Facility for Materials Engineering in Magnetic Fields
MagMat is a unique capability in the UK for the synthesis and processing of materials in strong magnetic fields (SMF)
Find out more at:
Prof. Mike Reece (firstname.lastname@example.org)
The School has recently acquired a state of art flight simulator with a cockpit, fully moving-base platform and virtual vision simulation for a range of visual cueing systems. The simulator is within the Whitehead laboratory and is being used for undergraduate teaching and students' courseworks and projects. The School is also currently developing research activities in the area of flight simulation.
In addition to in-house practical work Queen Mary, Aerospace students attend a one-day flight laboratory course at a National Flying Laboratory. It involves flight laboratory exercises aboard a twin turboprop JetStream aircraft. Each student will normally be on two flights each of about 50 minutes duration. Students will assess the drag, performance and the static and dynamic stability margins of the aircraft.
Gait Analysis Laboratory
Undergraduate students using the force plate for their 4th year project.
The Kidman (Gait Analysis) lab allows us to analyse motion and forces in people during walking, running and many other activities. These state of the art facilities allow us to assess normal subjects, elite athletes, patients who have had an operation, or individuals with some disability. The wide range of equipment available includes a force plate in the ground, a treadmill that can accommodate wheelchairs and motion analysis facilities, as well as sensors for indicating when muscles are activated and an oxygen consumption monitor. All of these are used for undergraduate, clinical and research projects.
Hip Wear Simulator
Student testing total hip replacement implants using the hip wear simulator.
The wear testing lab is able to assess the likely success of developments in total hip replacements. We work with a range of companies, including Johnson & Johnson Orthopaedics, Corin and Finsbury to evaluate designs before they are implanted into patients. Exciting research ideas are tested such as coatings which make the prosthesis last longer. These coatings are evaluated in our hip joint simulator and the biological response to the particles that are created is also studied.

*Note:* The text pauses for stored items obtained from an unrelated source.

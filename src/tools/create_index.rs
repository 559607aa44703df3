//! `create_index`: build and commit a `CREATE INDEX` statement.
//!
//! Every name is bracket-quoted before it is placed in the statement, so the
//! caller picks names but never writes SQL.

use crate::db::identifier::safe_identifier;
use crate::db::{Connection, ConnectionProvider, release};
use crate::error::{DbError, DbResult};
use crate::models::OperationResult;
use crate::tools::{CreateIndexInput, Tool, ToolDescriptor, finish};
use serde::Serialize;
use std::sync::Arc;
use tracing::{debug, info};

pub const DESCRIPTOR: ToolDescriptor = ToolDescriptor {
    name: "create_index",
    title: "Create Index",
    description: "Creates an index on a specified column or columns in an MSSQL Database table",
    readonly: false,
    idempotent: false,
    destructive: false,
};

/// What was created, echoed back to the caller.
#[derive(Debug, Clone, PartialEq, Serialize)]
#[serde(rename_all = "camelCase")]
pub struct IndexDetails {
    pub schema_name: Option<String>,
    pub table_name: String,
    pub index_name: String,
    pub column_names: String,
    pub is_unique: bool,
    pub is_clustered: bool,
}

#[derive(Debug, Clone, PartialEq, Serialize)]
pub struct IndexCreated {
    pub message: String,
    pub details: IndexDetails,
}

/// Build the `CREATE INDEX` statement for a request.
pub fn create_index_sql(request: &CreateIndexInput) -> DbResult<String> {
    if request.table_name.trim().is_empty() {
        return Err(DbError::invalid_input("Table name is required"));
    }
    if request.index_name.trim().is_empty() {
        return Err(DbError::invalid_input("Index name is required"));
    }
    if request.columns.is_empty() {
        return Err(DbError::invalid_input("At least one column is required"));
    }

    let table = match request.schema_name.as_deref() {
        Some(schema) if !schema.trim().is_empty() => format!(
            "{}.{}",
            safe_identifier(schema)?,
            safe_identifier(&request.table_name)?
        ),
        _ => safe_identifier(&request.table_name)?,
    };
    let columns = request
        .columns
        .iter()
        .map(|column| safe_identifier(column))
        .collect::<DbResult<Vec<_>>>()?;

    let mut kind = String::new();
    if request.is_unique {
        kind.push_str("UNIQUE ");
    }
    kind.push_str(if request.is_clustered {
        "CLUSTERED"
    } else {
        "NONCLUSTERED"
    });

    Ok(format!(
        "CREATE {} INDEX {} ON {} ({})",
        kind,
        safe_identifier(&request.index_name)?,
        table,
        columns.join(", ")
    ))
}

/// Creates an index inside a committed transaction.
#[derive(Debug)]
pub struct CreateIndexTool<P> {
    provider: Arc<P>,
}

impl<P: ConnectionProvider> CreateIndexTool<P> {
    pub fn new(provider: Arc<P>) -> Self {
        Self { provider }
    }

    pub async fn execute(&self, request: &CreateIndexInput) -> OperationResult {
        finish(&DESCRIPTOR, self.run(request).await)
    }

    async fn run(&self, request: &CreateIndexInput) -> DbResult<OperationResult> {
        let sql = create_index_sql(request)?;

        let mut conn = self.provider.get_open_connection().await?;
        let outcome = Self::execute_committed(&mut conn, &sql).await;
        release(conn).await;
        outcome?;

        let target = match request.schema_name.as_deref() {
            Some(schema) if !schema.trim().is_empty() => {
                format!("{}.{}", schema, request.table_name)
            }
            _ => request.table_name.clone(),
        };
        info!(index = %request.index_name, table = %target, "Index created");

        Ok(OperationResult::from_payload(&IndexCreated {
            message: format!(
                "Index [{}] created successfully on table [{}]",
                request.index_name, target
            ),
            details: IndexDetails {
                schema_name: request.schema_name.clone(),
                table_name: request.table_name.clone(),
                index_name: request.index_name.clone(),
                column_names: request.columns.join(", "),
                is_unique: request.is_unique,
                is_clustered: request.is_clustered,
            },
        }))
    }

    async fn execute_committed(conn: &mut P::Connection, sql: &str) -> DbResult<()> {
        debug!(sql = %sql, "Creating index");
        conn.begin_transaction().await?;
        conn.execute(sql).await?;
        conn.commit().await
    }
}

impl<P> Tool for CreateIndexTool<P> {
    fn descriptor(&self) -> &'static ToolDescriptor {
        &DESCRIPTOR
    }
}
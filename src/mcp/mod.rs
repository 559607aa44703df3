//! MCP server integration module.
//!
//! This module provides the integration between the MCP protocol and
//! the database tools using the rmcp framework.

pub mod registry;
pub mod service;

pub use registry::{DispatchResponse, ToolListing, ToolRegistry};
pub use service::MssqlService;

Materials Characterisation Lab
Contact Angle Goniometer
The Materials Characterisation Lab provides a full analysis service in materials science and contains an impressive variety of analytical equipment to cover a broad range of tests and analyses, which are used for structural, thermal and mechanical analysis. The facility offers an analysis service to university-based and external users, both industrial and academic.
The Materials Characterisation Lab is located in the Engineering building (room 232) at the Mile End campus. There are a range of charges for using these facilities.
Learn more on the Materials Characterisation Lab pages »
Mechanical Testing Facilities
Students using mechanical testing equipment.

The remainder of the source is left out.